ASSIGNMENT: From the data below, copy exactly the lines that lie between the one holding "use mission_core::xml::escape_xml;" and the one holding "size, in EMU", including both, and nothing more.

━━ PROVIDED MATERIAL

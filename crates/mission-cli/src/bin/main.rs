//! mission - lesson plan outlines, exports and signal gauges

use anyhow::Result;
use mission_cli::run_cli;

fn main() -> Result<()> {
    run_cli()
}
//! PPTX generation from a slide deck.
//!
//! Writes a self-contained presentation: one master, a title layout, a
//! title-and-content layout and one slide part per [`Slide`].

use crate::constants::*;
use crate::contract::DeckContract;
use crate::deck::Deck;
use crate::error::Result;
use crate::slide::{ParagraphKind, Slide, SlideParagraph, TextRun};
use chrono::{DateTime, SecondsFormat, Utc};
use mission_core::xml::escape_xml;
use std::io::{Cursor, Seek, Write};
use tracing::{debug, info};
use zip::write::SimpleFileOptions;
use zip::ZipWriter;

/// Layout part used for title slides
const TITLE_LAYOUT: u32 = 1;
/// Layout part used for content slides
const CONTENT_LAYOUT: u32 = 2;

/// Placeholder geometry for one slide size, in EMU
#[derive(Debug, Clone, Copy, PartialEq, Eq)]
struct Frame {
    x: i64,
    y: i64,
    cx: i64,
    cy: i64,
}

impl Frame {
    fn to_xml(self) -> String {
        format!(
            "<a:xfrm><a:off x=\"{}\" y=\"{}\"/><a:ext cx=\"{}\" cy=\"{}\"/></a:xfrm>",
            self.x, self.y, self.cx, self.cy
        )
    }
}

/// Placeholder frames derived from the slide size
#[derive(Debug, Clone, Copy)]
struct Geometry {
    title: Frame,
    body: Frame,
    center_title: Frame,
    subtitle: Frame,
}

impl Geometry {
    fn for_size((width, height): (i64, i64)) -> Self {
        let margin = EMU_PER_INCH / 2;
        let inner = width - 2 * margin;
        Self {
            title: Frame {
                x: margin,
                y: height / 25,
                cx: inner,
                cy: height / 6,
            },
            body: Frame {
                x: margin,
                y: height * 7 / 30,
                cx: inner,
                cy: height * 2 / 3,
            },
            center_title: Frame {
                x: width / 13,
                y: height * 31 / 100,
                cx: width * 11 / 13,
                cy: height * 21 / 100,
            },
            subtitle: Frame {
                x: width * 3 / 20,
                y: height * 57 / 100,
                cx: width * 7 / 10,
                cy: height / 4,
            },
        }
    }
}

/// PPTX document writer
pub struct PptxWriter {
    /// Deck contract for locale, size and fonts
    contract: DeckContract,

    geometry: Geometry,

    /// Core-properties timestamp
    created: DateTime<Utc>,
}

impl Default for PptxWriter {
    fn default() -> Self {
        Self::new(DeckContract::default())
    }
}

━━━━

ANSWER TO THIS TASK:
use mission_core::xml::escape_xml;
use std::io::{Cursor, Seek, Write};
use tracing::{debug, info};
use zip::write::SimpleFileOptions;
use zip::ZipWriter;

/// Layout part used for title slides
const TITLE_LAYOUT: u32 = 1;
/// Layout part used for content slides
const CONTENT_LAYOUT: u32 = 2;

/// Placeholder geometry for one slide size, in EMU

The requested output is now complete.